Start of Data for this exercise

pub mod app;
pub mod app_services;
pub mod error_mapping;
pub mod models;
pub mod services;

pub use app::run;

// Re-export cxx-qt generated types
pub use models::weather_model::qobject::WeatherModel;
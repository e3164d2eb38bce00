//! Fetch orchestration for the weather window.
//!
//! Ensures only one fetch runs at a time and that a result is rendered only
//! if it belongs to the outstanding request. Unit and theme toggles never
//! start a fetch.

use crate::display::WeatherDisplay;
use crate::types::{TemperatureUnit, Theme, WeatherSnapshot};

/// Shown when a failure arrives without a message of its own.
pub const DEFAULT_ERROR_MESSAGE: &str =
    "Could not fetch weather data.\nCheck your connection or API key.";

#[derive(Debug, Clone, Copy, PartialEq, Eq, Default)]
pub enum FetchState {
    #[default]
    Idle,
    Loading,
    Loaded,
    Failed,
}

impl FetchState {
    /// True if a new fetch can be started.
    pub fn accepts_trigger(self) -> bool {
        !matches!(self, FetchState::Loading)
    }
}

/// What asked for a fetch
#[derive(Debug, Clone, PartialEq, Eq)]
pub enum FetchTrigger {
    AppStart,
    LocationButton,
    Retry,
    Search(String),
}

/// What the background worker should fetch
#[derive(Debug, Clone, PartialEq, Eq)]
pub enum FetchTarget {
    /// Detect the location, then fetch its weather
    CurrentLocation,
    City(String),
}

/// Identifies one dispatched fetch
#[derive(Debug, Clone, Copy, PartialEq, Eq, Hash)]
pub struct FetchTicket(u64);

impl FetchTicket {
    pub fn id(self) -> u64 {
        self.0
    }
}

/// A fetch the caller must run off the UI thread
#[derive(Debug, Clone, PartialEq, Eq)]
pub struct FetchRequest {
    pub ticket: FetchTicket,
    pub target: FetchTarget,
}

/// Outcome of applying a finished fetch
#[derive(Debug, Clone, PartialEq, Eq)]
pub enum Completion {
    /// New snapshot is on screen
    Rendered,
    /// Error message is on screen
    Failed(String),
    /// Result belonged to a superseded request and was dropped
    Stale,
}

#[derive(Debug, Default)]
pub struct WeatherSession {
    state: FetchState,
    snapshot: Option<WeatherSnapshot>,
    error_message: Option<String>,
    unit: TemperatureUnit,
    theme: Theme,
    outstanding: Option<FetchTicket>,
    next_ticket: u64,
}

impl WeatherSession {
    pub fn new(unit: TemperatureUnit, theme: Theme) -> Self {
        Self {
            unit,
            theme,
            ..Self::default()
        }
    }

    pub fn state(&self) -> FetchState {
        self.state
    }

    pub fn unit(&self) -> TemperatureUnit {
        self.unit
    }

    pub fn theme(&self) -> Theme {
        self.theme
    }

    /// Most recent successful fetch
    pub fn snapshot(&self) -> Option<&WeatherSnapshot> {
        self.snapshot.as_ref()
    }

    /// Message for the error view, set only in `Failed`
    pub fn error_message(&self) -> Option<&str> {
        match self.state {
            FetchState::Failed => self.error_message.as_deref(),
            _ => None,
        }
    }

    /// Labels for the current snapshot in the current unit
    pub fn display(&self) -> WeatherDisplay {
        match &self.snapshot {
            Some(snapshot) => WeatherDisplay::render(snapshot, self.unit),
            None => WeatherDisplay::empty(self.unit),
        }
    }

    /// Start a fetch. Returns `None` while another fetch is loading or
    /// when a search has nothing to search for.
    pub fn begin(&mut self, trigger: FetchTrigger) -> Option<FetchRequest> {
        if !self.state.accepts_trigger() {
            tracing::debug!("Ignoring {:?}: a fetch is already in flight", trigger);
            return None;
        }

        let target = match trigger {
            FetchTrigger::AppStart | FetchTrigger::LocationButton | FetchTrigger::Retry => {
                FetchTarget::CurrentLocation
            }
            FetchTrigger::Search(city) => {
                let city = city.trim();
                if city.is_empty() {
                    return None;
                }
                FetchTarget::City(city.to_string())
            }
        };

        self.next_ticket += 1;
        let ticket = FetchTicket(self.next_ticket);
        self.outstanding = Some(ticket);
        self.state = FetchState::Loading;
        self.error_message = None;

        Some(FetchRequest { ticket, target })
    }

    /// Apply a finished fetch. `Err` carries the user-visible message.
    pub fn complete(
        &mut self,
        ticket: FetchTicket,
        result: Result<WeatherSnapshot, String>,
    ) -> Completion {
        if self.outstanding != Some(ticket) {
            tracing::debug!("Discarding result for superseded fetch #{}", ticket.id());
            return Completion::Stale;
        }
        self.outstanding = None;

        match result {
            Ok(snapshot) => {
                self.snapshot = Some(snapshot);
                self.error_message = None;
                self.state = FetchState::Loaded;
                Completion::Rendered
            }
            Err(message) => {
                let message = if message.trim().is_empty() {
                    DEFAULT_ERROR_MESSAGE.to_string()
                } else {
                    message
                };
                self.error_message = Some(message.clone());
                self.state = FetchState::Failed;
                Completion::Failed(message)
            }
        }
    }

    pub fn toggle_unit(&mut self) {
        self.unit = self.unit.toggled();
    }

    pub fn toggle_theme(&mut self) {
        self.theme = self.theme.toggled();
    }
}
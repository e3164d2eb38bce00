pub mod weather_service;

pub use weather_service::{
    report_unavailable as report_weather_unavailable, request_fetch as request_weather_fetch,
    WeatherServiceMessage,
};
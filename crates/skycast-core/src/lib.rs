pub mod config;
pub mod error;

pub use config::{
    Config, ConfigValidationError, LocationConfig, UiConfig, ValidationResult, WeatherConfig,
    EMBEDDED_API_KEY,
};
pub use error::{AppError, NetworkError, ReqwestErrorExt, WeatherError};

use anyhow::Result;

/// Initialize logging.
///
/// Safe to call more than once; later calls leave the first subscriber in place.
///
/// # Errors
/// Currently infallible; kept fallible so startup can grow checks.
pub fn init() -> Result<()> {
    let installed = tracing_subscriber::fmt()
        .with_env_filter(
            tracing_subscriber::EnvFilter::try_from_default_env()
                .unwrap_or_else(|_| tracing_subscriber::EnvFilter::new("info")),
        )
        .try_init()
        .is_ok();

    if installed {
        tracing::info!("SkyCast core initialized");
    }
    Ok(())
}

End of Data for this exercise

» **Your assignment**
Using the listing above, work out the number of lines that include "FetchTarget". The reply is that number alone.

» **Answer**
4